• [Work required]: An exact copy of the listing below is required.

########

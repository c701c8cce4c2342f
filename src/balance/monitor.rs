//! Per-node master density control loop.
//!
//! ```text
//!   note_state() ──► bounded queue ──► control loop ──► ResidentRns snapshot
//!   (any task)       (cap 100)          │                   ▲
//!                                       │                   │ read-only
//!                                       ▼                   │
//!                          needs_rebalancing? ──► select ──► negotiate
//!                                                              │
//!   md_info() / master_lease() ◄── inbound peer RPCs ──────────┘
//! ```
//!
//! The loop task is the only writer of the resident master/replica sets. It
//! publishes a fresh [`ResidentRns`] after every applied notification so
//! concurrent RPC handlers read a consistent snapshot without holding a lock
//! across the loop's work.

use crate::balance::lease::LeaseManager;
use crate::balance::negotiator::{TransferNegotiator, TransferPredicate};
use crate::balance::policy::BalancePolicy;
use crate::balance::selector::{CandidateSelector, Transfer};
use crate::cluster::{ShutdownRequester, Topology, TopologyProvider};
use crate::config::BalanceConfig;
use crate::error::{Error, Result};
use crate::metrics::BalanceMetrics;
use crate::network::{MasterTransferInitiator, PeerClient};
use crate::types::{MasterLeaseInfo, MdInfo, NodeId, ReplicationRole, RnId, StateInfo};
use parking_lot::{Mutex, RwLock};
use std::collections::BTreeSet;
use std::sync::atomic::{AtomicBool, Ordering};
use std::sync::Arc;
use tokio::sync::mpsc;
use tokio::sync::mpsc::error::SendTimeoutError;
use tokio::task::JoinHandle;
use tokio_util::sync::CancellationToken;
use tracing::{debug, error, info, warn};

/// Masters and replicas this node currently hosts, as last reported by the
/// replication layer.
#[derive(Debug, Clone, Default, PartialEq, Eq)]
pub struct ResidentRns {
    masters: BTreeSet<RnId>,
    replicas: BTreeSet<RnId>,
}

impl ResidentRns {
    /// Record `role` for `rn`.
    ///
    /// Unknown and detached RNs leave both sets.
    pub fn apply(&mut self, rn: RnId, role: ReplicationRole) {
        match role {
            ReplicationRole::Master => {
                self.replicas.remove(&rn);
                self.masters.insert(rn);
            }
            ReplicationRole::Replica => {
                self.masters.remove(&rn);
                self.replicas.insert(rn);
            }
            ReplicationRole::Unknown | ReplicationRole::Detached => {
                self.masters.remove(&rn);
                self.replicas.remove(&rn);
            }
        }
    }

    /// Check if `rn` is an active master here.
    pub fn is_master(&self, rn: RnId) -> bool {
        self.masters.contains(&rn)
    }

    /// Check if `rn` is an active replica here.
    pub fn is_replica(&self, rn: RnId) -> bool {
        self.replicas.contains(&rn)
    }

    /// Active masters in RN order.
    pub fn masters(&self) -> impl Iterator<Item = RnId> + '_ {
        self.masters.iter().copied()
    }

    /// Active replicas in RN order.
    pub fn replicas(&self) -> impl Iterator<Item = RnId> + '_ {
        self.replicas.iter().copied()
    }

    /// Number of active masters.
    pub fn master_count(&self) -> u32 {
        self.masters.len() as u32
    }

    /// Number of active replicas.
    pub fn replica_count(&self) -> u32 {
        self.replicas.len() as u32
    }
}

/// Entries on the notification queue.
#[derive(Debug)]
pub(crate) enum Notification {
    State(StateInfo),
    /// Wakes a loop blocked on an empty queue so it sees the shutdown token.
    Shutdown,
}

/// The master density control loop for one node.
pub struct DensityMonitor {
    pub(super) node_id: NodeId,
    pub(super) config: BalanceConfig,
    pub(super) topology: Arc<dyn TopologyProvider>,
    pub(super) peers: Arc<dyn PeerClient>,
    pub(super) initiator: Arc<dyn MasterTransferInitiator>,
    pub(super) leases: LeaseManager,
    pub(super) metrics: Arc<BalanceMetrics>,

    /// Published by the loop, read by everyone else.
    resident: RwLock<Arc<ResidentRns>>,

    queue_tx: mpsc::Sender<Notification>,
    /// Taken by the loop task on start.
    queue_rx: Mutex<Option<mpsc::Receiver<Notification>>>,

    /// Set by a neighbor, consumed by the next pass.
    overload: AtomicBool,
    pub(super) draining: AtomicBool,

    /// Guards the check-then-acquire of inbound lease requests.
    grant_lock: Mutex<()>,
    /// Held while a routine pass or a drain negotiates outbound transfers.
    pub(super) negotiation: tokio::sync::Mutex<()>,

    shutdown: CancellationToken,
    supervisor: Mutex<Option<JoinHandle<()>>>,
}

########

• [Your solution]:
repository c701c8cce4c2342f
filename src/balance/monitor.rs
//! Per-node master density control loop.
//!
//! ```text
//!   note_state() ──► bounded queue ──► control loop ──► ResidentRns snapshot
//!   (any task)       (cap 100)          │                   ▲
//!                                       │                   │ read-only
//!                                       ▼                   │
//!                          needs_rebalancing? ──► select ──► negotiate
//!                                                              │
//!   md_info() / master_lease() ◄── inbound peer RPCs ──────────┘
//! ```
//!
//! The loop task is the only writer of the resident master/replica sets. It
//! publishes a fresh [`ResidentRns`] after every applied notification so
//! concurrent RPC handlers read a consistent snapshot without holding a lock
//! across the loop's work.

use crate::balance::lease::LeaseManager;
use crate::balance::negotiator::{TransferNegotiator, TransferPredicate};
use crate::balance::policy::BalancePolicy;
use crate::balance::selector::{CandidateSelector, Transfer};
use crate::cluster::{ShutdownRequester, Topology, TopologyProvider};
use crate::config::BalanceConfig;
use crate::error::{Error, Result};
use crate::metrics::BalanceMetrics;
use crate::network::{MasterTransferInitiator, PeerClient};
use crate::types::{MasterLeaseInfo, MdInfo, NodeId, ReplicationRole, RnId, StateInfo};
use parking_lot::{Mutex, RwLock};
use std::collections::BTreeSet;
use std::sync::atomic::{AtomicBool, Ordering};
use std::sync::Arc;
use tokio::sync::mpsc;
use tokio::sync::mpsc::error::SendTimeoutError;
use tokio::task::JoinHandle;
use tokio_util::sync::CancellationToken;
use tracing::{debug, error, info, warn};

/// Masters and replicas this node currently hosts, as last reported by the
/// replication layer.
#[derive(Debug, Clone, Default, PartialEq, Eq)]
pub struct ResidentRns {
    masters: BTreeSet<RnId>,
    replicas: BTreeSet<RnId>,
}

impl ResidentRns {
    /// Record `role` for `rn`.
    ///
    /// Unknown and detached RNs leave both sets.
    pub fn apply(&mut self, rn: RnId, role: ReplicationRole) {
        match role {
            ReplicationRole::Master => {
                self.replicas.remove(&rn);
                self.masters.insert(rn);
            }
            ReplicationRole::Replica => {
                self.masters.remove(&rn);
                self.replicas.insert(rn);
            }
            ReplicationRole::Unknown | ReplicationRole::Detached => {
                self.masters.remove(&rn);
                self.replicas.remove(&rn);
            }
        }
    }

    /// Check if `rn` is an active master here.
    pub fn is_master(&self, rn: RnId) -> bool {
        self.masters.contains(&rn)
    }

    /// Check if `rn` is an active replica here.
    pub fn is_replica(&self, rn: RnId) -> bool {
        self.replicas.contains(&rn)
    }

    /// Active masters in RN order.
    pub fn masters(&self) -> impl Iterator<Item = RnId> + '_ {
        self.masters.iter().copied()
    }

    /// Active replicas in RN order.
    pub fn replicas(&self) -> impl Iterator<Item = RnId> + '_ {
        self.replicas.iter().copied()
    }

    /// Number of active masters.
    pub fn master_count(&self) -> u32 {
        self.masters.len() as u32
    }

    /// Number of active replicas.
    pub fn replica_count(&self) -> u32 {
        self.replicas.len() as u32
    }
}

/// Entries on the notification queue.
#[derive(Debug)]
pub(crate) enum Notification {
    State(StateInfo),
    /// Wakes a loop blocked on an empty queue so it sees the shutdown token.
    Shutdown,
}

/// The master density control loop for one node.
pub struct DensityMonitor {
    pub(super) node_id: NodeId,
    pub(super) config: BalanceConfig,
    pub(super) topology: Arc<dyn TopologyProvider>,
    pub(super) peers: Arc<dyn PeerClient>,
    pub(super) initiator: Arc<dyn MasterTransferInitiator>,
    pub(super) leases: LeaseManager,
    pub(super) metrics: Arc<BalanceMetrics>,

    /// Published by the loop, read by everyone else.
    resident: RwLock<Arc<ResidentRns>>,

    queue_tx: mpsc::Sender<Notification>,
    /// Taken by the loop task on start.
    queue_rx: Mutex<Option<mpsc::Receiver<Notification>>>,

    /// Set by a neighbor, consumed by the next pass.
    overload: AtomicBool,
    pub(super) draining: AtomicBool,

    /// Guards the check-then-acquire of inbound lease requests.
    grant_lock: Mutex<()>,
    /// Held while a routine pass or a drain negotiates outbound transfers.
    pub(super) negotiation: tokio::sync::Mutex<()>,

    shutdown: CancellationToken,
    supervisor: Mutex<Option<JoinHandle<()>>>,
}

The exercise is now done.